American actress (born 1978)

Tara Platt (born June 18, 1978) is an American actress and author who has provided voices for dozens of English-language versions of Japanese anime films, television series and video games. Her notable roles in anime include Temari in Naruto and Reina in Rave Master. She also voices Kali Belladonna in RWBY, Mitsuru Kirijo and Elizabeth in Persona 3, Eva Heinemann in Monster, Edelgard von Hresvelg in Fire Emblem: Three Houses, Miriel & Flavia in Fire Emblem: Awakening, Anna Williams from the Tekken series, as well as characters in Mortal Kombat vs. DC Universe, Ultimate Marvel vs. Capcom 3, Saints Row: The Third, Bayonetta 2, Setsuka from Soulcalibur series, League of Legends, and Yuri Watanabe / Wraith in the Marvel's Spider-Man series by Insomniac Games.

== Early life ==
Tara Platt was born on June 18, 1978, in Fairfax, Virginia. She is of Russian-Mongolian, European, and Native American descent.

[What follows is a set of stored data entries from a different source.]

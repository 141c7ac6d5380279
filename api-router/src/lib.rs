use api_state::ApiState;
use axum::{
    extract::{DefaultBodyLimit, FromRef},
    middleware::from_fn_with_state,
    routing::{get, post},
    Router,
};
use middleware_api_auth::api_auth;
use routes::{
    batch::{download_batch_zip, submit_batch},
    compress::{
        download_output, get_job_status, preview_output, serve_local_file, submit_compression,
    },
    history::get_history,
    liveness::live,
    readiness::ready,
    usage::get_usage,
};

pub mod api_state;
pub mod error;
mod middleware_api_auth;
mod routes;

/// Multipart framing allowance on top of the raw file bytes.
const MULTIPART_OVERHEAD_BYTES: usize = 1024 * 1024;

fn body_limit(file_bytes: u64, files: usize) -> usize {
    usize::try_from(file_bytes)
        .unwrap_or(usize::MAX)
        .saturating_mul(files.max(1))
        .saturating_add(MULTIPART_OVERHEAD_BYTES)
}

/// Router for API functionality, version 1
pub fn api_routes_v1<S>(app_state: &ApiState) -> Router<S>
where
    S: Clone + Send + Sync + 'static,
    ApiState: FromRef<S>,
{
    let config = &app_state.config;

    // Public, unauthenticated endpoints (for k8s/systemd probes)
    let public = Router::new()
        .route("/ready", get(ready))
        .route("/live", get(live));

    // Identity is optional here; history and usage insist on it.
    let compression = Router::new()
        .route(
            "/compress",
            post(submit_compression)
                .layer(DefaultBodyLimit::max(body_limit(config.upload_max_bytes, 1))),
        )
        .route(
            "/compress/batch",
            post(submit_batch).layer(DefaultBodyLimit::max(body_limit(
                config.upload_max_bytes,
                config.upload_max_files,
            ))),
        )
        .route("/compress/batch/{batch_id}/zip", get(download_batch_zip))
        .route("/compress/history", get(get_history))
        .route("/compress/files/{file_name}", get(serve_local_file))
        .route("/compress/{job_id}", get(get_job_status))
        .route("/compress/{job_id}/download", get(download_output))
        .route("/compress/{job_id}/preview", get(preview_output))
        .route("/user/usage", get(get_usage))
        .route_layer(from_fn_with_state(app_state.clone(), api_auth));

    public.merge(compression)
}
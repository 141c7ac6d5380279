use mime_guess::from_path;

use super::config::AppConfig;
use crate::error::AppError;

pub const ALLOWED_MIME_TYPES: [&str; 4] = ["image/jpeg", "image/png", "image/webp", "image/avif"];
pub const DEFAULT_QUALITY: u8 = 75;

/// Picks the declared multipart content type, falling back to a guess from the file name.
pub fn resolve_mime_type(declared: Option<&str>, file_name: &str) -> String {
    declared
        .map(str::trim)
        .filter(|value| !value.is_empty() && *value != mime::APPLICATION_OCTET_STREAM.as_ref())
        .map(str::to_ascii_lowercase)
        .unwrap_or_else(|| {
            from_path(file_name)
                .first_or(mime::APPLICATION_OCTET_STREAM)
                .to_string()
        })
}

pub fn is_allowed_mime_type(mime_type: &str) -> bool {
    ALLOWED_MIME_TYPES.contains(&mime_type)
}

pub fn validate_upload(config: &AppConfig, mime_type: &str, size: u64) -> Result<(), AppError> {
    if !is_allowed_mime_type(mime_type) {
        return Err(AppError::InvalidFileType(mime_type.to_string()));
    }

    if size > config.upload_max_bytes {
        return Err(AppError::FileTooLarge {
            size,
            limit: config.upload_max_bytes,
        });
    }

    Ok(())
}

pub fn validate_batch_size(config: &AppConfig, file_count: usize) -> Result<(), AppError> {
    if file_count == 0 {
        return Err(AppError::NoFile);
    }

    if file_count > config.upload_max_files {
        return Err(AppError::Validation(format!(
            "Too many files. Maximum allowed is {}",
            config.upload_max_files
        )));
    }

    Ok(())
}

/// Parses the optional `quality` form field. Absent or blank means the default.
pub fn parse_quality(raw: Option<&str>) -> Result<u8, AppError> {
    let Some(raw) = raw.map(str::trim).filter(|value| !value.is_empty()) else {
        return Ok(DEFAULT_QUALITY);
    };

    let value: f64 = raw
        .parse()
        .map_err(|_| AppError::Validation(format!("Quality must be a number, got '{raw}'")))?;

    if !value.is_finite() || !(1.0..=100.0).contains(&value) {
        return Err(AppError::Validation(format!(
            "Quality must be between 1 and 100, got {raw}"
        )));
    }

    #[allow(clippy::cast_possible_truncation, clippy::cast_sign_loss)]
    Ok(value.round() as u8)
}
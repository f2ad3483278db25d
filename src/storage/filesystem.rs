//! File system operations
//!
//! Byte-level persistence primitives. Nothing here removes a document; leaving
//! the active tree always goes through the lifecycle mover.

use log::{debug, error};
use std::fs::{self, OpenOptions};
use std::io::{self, Write};
use std::path::{Path, PathBuf};

use crate::error::{Stage, StorageError, StorageResult};

#[cfg(unix)]
const DIR_MODE: u32 = 0o755;

/// Create a directory and its parents (owner rwx, group/other rx)
pub fn create_directory(path: &Path) -> io::Result<()> {
    let mut builder = fs::DirBuilder::new();
    builder.recursive(true);
    #[cfg(unix)]
    {
        use std::os::unix::fs::DirBuilderExt;
        builder.mode(DIR_MODE);
    }
    builder.create(path)
}

/// Check if file exists
pub fn file_exists(path: &Path) -> bool {
    path.is_file()
}

fn temp_path_for(path: &Path) -> PathBuf {
    path.with_extension(format!(
        "{}.tmp",
        path.extension()
            .and_then(|ext| ext.to_str())
            .unwrap_or("")
    ))
}

#[derive(Debug, Clone)]
pub struct FileStore {
    sync_writes: bool,
}

impl FileStore {
    pub fn new(sync_writes: bool) -> Self {
        Self { sync_writes }
    }

    /// Create missing parent directories and an empty file. Idempotent.
    pub fn ensure_exists(&self, path: &Path) -> StorageResult<()> {
        if let Some(parent) = path.parent() {
            create_directory(parent)
                .map_err(|e| StorageError::from_io(Stage::EnsureExists, parent, e))?;
        }

        OpenOptions::new()
            .write(true)
            .create(true)
            .truncate(false)
            .open(path)
            .map_err(|e| {
                error!("Failed to create {}: {}", path.display(), e);
                StorageError::from_io(Stage::EnsureExists, path, e)
            })?;

        Ok(())
    }

    /// Replace the contents of `path` with `data`.
    ///
    /// The bytes go to a sibling temporary file first and are renamed into
    /// place, so a reader sees either the old contents or all of `data`.
    pub fn write(&self, path: &Path, data: &[u8]) -> StorageResult<()> {
        let temp_path = temp_path_for(path);

        if let Err(e) = self.write_temp(&temp_path, data) {
            error!("Failed to write {}: {}", temp_path.display(), e);
            let _ = fs::remove_file(&temp_path);
            return Err(StorageError::from_io(Stage::Write, path, e));
        }

        if let Err(e) = fs::rename(&temp_path, path) {
            error!(
                "Failed to rename {} to {}: {}",
                temp_path.display(),
                path.display(),
                e
            );
            let _ = fs::remove_file(&temp_path);
            return Err(StorageError::from_io(Stage::Write, path, e));
        }

        debug!("Wrote {} bytes to {}", data.len(), path.display());
        Ok(())
    }

    fn write_temp(&self, temp_path: &Path, data: &[u8]) -> io::Result<()> {
        let mut file = OpenOptions::new()
            .write(true)
            .create(true)
            .truncate(true)
            .open(temp_path)?;
        file.write_all(data)?;
        file.flush()?;
        if self.sync_writes {
            file.sync_all()?;
        }
        Ok(())
    }

    /// Full contents of `path`
    pub fn read(&self, path: &Path) -> StorageResult<Vec<u8>> {
        fs::read(path).map_err(|e| StorageError::from_io(Stage::Read, path, e))
    }

    pub fn exists(&self, path: &Path) -> bool {
        file_exists(path)
    }
}
//! Storage service
//!
//! Composes path construction, revision resolution, file persistence and tree
//! transitions into create/read/update/delete for Apps, Modules and Languages.
//! Every operation on a unit runs under that unit's lock and stops at the first
//! failing stage.

use log::{debug, info, warn};
use std::collections::BTreeSet;
use std::path::Path;
use std::sync::Arc;

use crate::config::VaultConfig;
use crate::error::{Stage, StorageError, StorageResult};
use crate::service::mirror::{LogMirror, MetadataMirror, MirrorEvent, PayloadDescriptor};
use crate::storage::filesystem::create_directory;
use crate::storage::{
    FileStore, LifecycleMover, MoveOutcome, PathResolver, Tree, UnitKey, UnitLocks, UpdateOutcome,
    VersionResolver, WriteOutcome,
};

pub struct StorageService {
    paths: PathResolver,
    versions: VersionResolver,
    files: FileStore,
    mover: LifecycleMover,
    locks: UnitLocks,
    mirror: Arc<dyn MetadataMirror>,
}

impl StorageService {
    pub fn new(root: impl AsRef<Path>, sync_writes: bool) -> Self {
        let paths = PathResolver::new(root.as_ref());
        Self {
            versions: VersionResolver::new(paths.clone()),
            mover: LifecycleMover::new(paths.clone()),
            files: FileStore::new(sync_writes),
            locks: UnitLocks::new(),
            mirror: Arc::new(LogMirror),
            paths,
        }
    }

    pub fn from_config(config: &VaultConfig) -> Self {
        Self::new(config.storage_root_path(), config.sync_writes)
    }

    /// Replace the metadata mirror events are reported to
    pub fn with_mirror(mut self, mirror: Arc<dyn MetadataMirror>) -> Self {
        self.mirror = mirror;
        self
    }

    /// Create the three tree roots if they are missing
    pub fn prepare(&self) -> StorageResult<()> {
        for tree in [Tree::Latest, Tree::Archive, Tree::Trash] {
            let dir = self.paths.tree_dir(tree);
            create_directory(&dir).map_err(|e| StorageError::from_io(Stage::EnsureExists, &dir, e))?;
        }
        info!("Storage root ready: {}", self.paths.root().display());
        Ok(())
    }

    pub fn paths(&self) -> &PathResolver {
        &self.paths
    }

    // ═══ GENERIC OPERATIONS ═══

    /// Store `payload` as the next revision of `unit`
    pub fn create(&self, unit: &UnitKey, payload: &[u8]) -> StorageResult<WriteOutcome> {
        self.locks.with_unit(unit, || -> StorageResult<WriteOutcome> {
            let revision = self.versions.next_revision(unit)?;
            let written = self.write_revision(unit, revision, payload)?;
            self.report(MirrorEvent::Committed {
                unit: unit.clone(),
                revision,
                payload: PayloadDescriptor::for_payload(payload),
            });
            Ok(written)
        })
    }

    /// Contents of the latest active revision of `unit`
    pub fn read(&self, unit: &UnitKey) -> StorageResult<Vec<u8>> {
        self.locks.with_unit(unit, || -> StorageResult<Vec<u8>> {
            let revision = self.latest_or_not_found(unit, Stage::ResolveVersion)?;
            let path = self.paths.locate(Tree::Latest, unit, revision);
            debug!("Reading {} v{}", unit, revision);
            self.files.read(&path)
        })
    }

    /// Archive the latest active revision of `unit` and write `payload` in its place.
    ///
    /// Nothing is written when archiving fails. When the write fails, the
    /// archived document is moved back into the active tree.
    pub fn update(&self, unit: &UnitKey, payload: &[u8]) -> StorageResult<UpdateOutcome> {
        self.locks.with_unit(unit, || -> StorageResult<UpdateOutcome> {
            let previous = self.latest_or_not_found(unit, Stage::Move)?;
            let destination = self.mover.move_to_archive(unit, previous)?;

            let written = self
                .versions
                .next_revision(unit)
                .and_then(|revision| self.write_revision(unit, revision, payload));

            let written = match written {
                Ok(written) => written,
                Err(e) => {
                    if let Err(restore_err) = self.mover.restore(unit, previous, &destination) {
                        warn!(
                            "Could not restore {} v{} from {}: {}",
                            unit,
                            previous,
                            destination.display(),
                            restore_err
                        );
                    }
                    return Err(e);
                }
            };

            self.report(MirrorEvent::Archived {
                unit: unit.clone(),
                revision: previous,
                destination: destination.clone(),
            });
            self.report(MirrorEvent::Committed {
                unit: unit.clone(),
                revision: written.revision,
                payload: PayloadDescriptor::for_payload(payload),
            });

            Ok(UpdateOutcome {
                archived: MoveOutcome {
                    unit: unit.clone(),
                    revision: previous,
                    destination,
                },
                written,
            })
        })
    }

    /// Move the latest active revision of `unit` to the Trash tree
    pub fn delete(&self, unit: &UnitKey) -> StorageResult<MoveOutcome> {
        self.locks.with_unit(unit, || -> StorageResult<MoveOutcome> {
            let revision = self.latest_or_not_found(unit, Stage::Move)?;
            let destination = self.mover.move_to_trash(unit, revision)?;
            self.report(MirrorEvent::Trashed {
                unit: unit.clone(),
                revision,
                destination: destination.clone(),
            });
            Ok(MoveOutcome {
                unit: unit.clone(),
                revision,
                destination,
            })
        })
    }

    pub fn next_revision(&self, unit: &UnitKey) -> StorageResult<u64> {
        self.versions.next_revision(unit)
    }

    pub fn latest_revision(&self, unit: &UnitKey) -> StorageResult<Option<u64>> {
        self.versions.latest_revision(unit)
    }

    /// Revision numbers of `unit` present in `tree`
    pub fn revisions(&self, unit: &UnitKey, tree: Tree) -> StorageResult<BTreeSet<u64>> {
        self.versions.revisions(tree, unit)
    }

    /// Every kept `(revision, generation)` of `unit` in `tree`
    pub fn generations(&self, unit: &UnitKey, tree: Tree) -> StorageResult<BTreeSet<(u64, u64)>> {
        self.versions.generations(tree, unit)
    }

    // ═══ APP ═══

    pub fn create_app(&self, payload: &[u8], app: &str) -> StorageResult<WriteOutcome> {
        self.create(&UnitKey::app(app)?, payload)
    }

    pub fn read_app(&self, app: &str) -> StorageResult<Vec<u8>> {
        self.read(&UnitKey::app(app)?)
    }

    pub fn update_app(&self, app: &str, payload: &[u8]) -> StorageResult<UpdateOutcome> {
        self.update(&UnitKey::app(app)?, payload)
    }

    pub fn delete_app(&self, app: &str) -> StorageResult<MoveOutcome> {
        self.delete(&UnitKey::app(app)?)
    }

    // ═══ MODULE ═══

    pub fn create_module(
        &self,
        app: &str,
        module: &str,
        payload: &[u8],
    ) -> StorageResult<WriteOutcome> {
        self.create(&UnitKey::module(app, module)?, payload)
    }

    pub fn read_module(&self, app: &str, module: &str) -> StorageResult<Vec<u8>> {
        self.read(&UnitKey::module(app, module)?)
    }

    pub fn update_module(
        &self,
        app: &str,
        module: &str,
        payload: &[u8],
    ) -> StorageResult<UpdateOutcome> {
        self.update(&UnitKey::module(app, module)?, payload)
    }

    pub fn delete_module(&self, app: &str, module: &str) -> StorageResult<MoveOutcome> {
        self.delete(&UnitKey::module(app, module)?)
    }

    // ═══ LANGUAGE ═══

    pub fn create_language(
        &self,
        app: &str,
        module: &str,
        language: &str,
        payload: &[u8],
    ) -> StorageResult<WriteOutcome> {
        self.create(&UnitKey::language(app, module, language)?, payload)
    }

    pub fn read_language(&self, app: &str, module: &str, language: &str) -> StorageResult<Vec<u8>> {
        self.read(&UnitKey::language(app, module, language)?)
    }

    pub fn update_language(
        &self,
        app: &str,
        module: &str,
        language: &str,
        payload: &[u8],
    ) -> StorageResult<UpdateOutcome> {
        self.update(&UnitKey::language(app, module, language)?, payload)
    }

    pub fn delete_language(
        &self,
        app: &str,
        module: &str,
        language: &str,
    ) -> StorageResult<MoveOutcome> {
        self.delete(&UnitKey::language(app, module, language)?)
    }

    // ═══ INTERNALS ═══

    fn latest_or_not_found(&self, unit: &UnitKey, stage: Stage) -> StorageResult<u64> {
        self.versions.latest_revision(unit)?.ok_or_else(|| {
            StorageError::not_found(
                stage,
                format!("{} (no active revision)", self.paths.unit_dir(Tree::Latest, unit).display()),
            )
        })
    }

    /// Caller must hold the unit lock
    fn write_revision(
        &self,
        unit: &UnitKey,
        revision: u64,
        payload: &[u8],
    ) -> StorageResult<WriteOutcome> {
        let path = self.paths.locate(Tree::Latest, unit, revision);
        if self.files.exists(&path) {
            return Err(StorageError::VersionConflict {
                unit: unit.to_string(),
                revision,
            });
        }

        self.files.ensure_exists(&path)?;
        self.files.write(&path, payload)?;

        info!(
            "Stored {} v{} ({} bytes) at {}",
            unit,
            revision,
            payload.len(),
            path.display()
        );
        Ok(WriteOutcome {
            unit: unit.clone(),
            revision,
            path,
        })
    }

    fn report(&self, event: MirrorEvent) {
        if let Err(e) = self.mirror.record(&event) {
            warn!(
                "{} v{} stored but not mirrored: {}",
                event.unit(),
                event.revision(),
                e
            );
        }
    }
}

Platt moved around a lot when she was young, and her family settled in Chelsea, Michigan when she was 14. She went to Rutgers University's Mason Gross School of the Arts in New Brunswick, New Jersey, where she earned her Bachelor of Fine Arts in theatre arts in 1999. She also studied at the London Academy of Theatre. She lived in New York and worked off-Broadway, and later moved to Los Angeles.

== Career ==
On screen, Platt has appeared in television shows like Scandal, Hawaii Five-0, Castle and Revenge, as well as the feature film The Call. Platt has also performed in shows written and directed by John de Lancie. She played Juliet in Romeo and Juliet (with both the Pasadena Civic and the Toyota Youth Shakespeare Series with the Los Angeles Philharmonic); Titania in A Midsummer Night's Dream; Katherine in The Taming of the Shrew; and appeared in First Nights: Clara and Robert Schumann at the Walt Disney Concert Hall as Clara Schumann, in a role written for her by de Lancie.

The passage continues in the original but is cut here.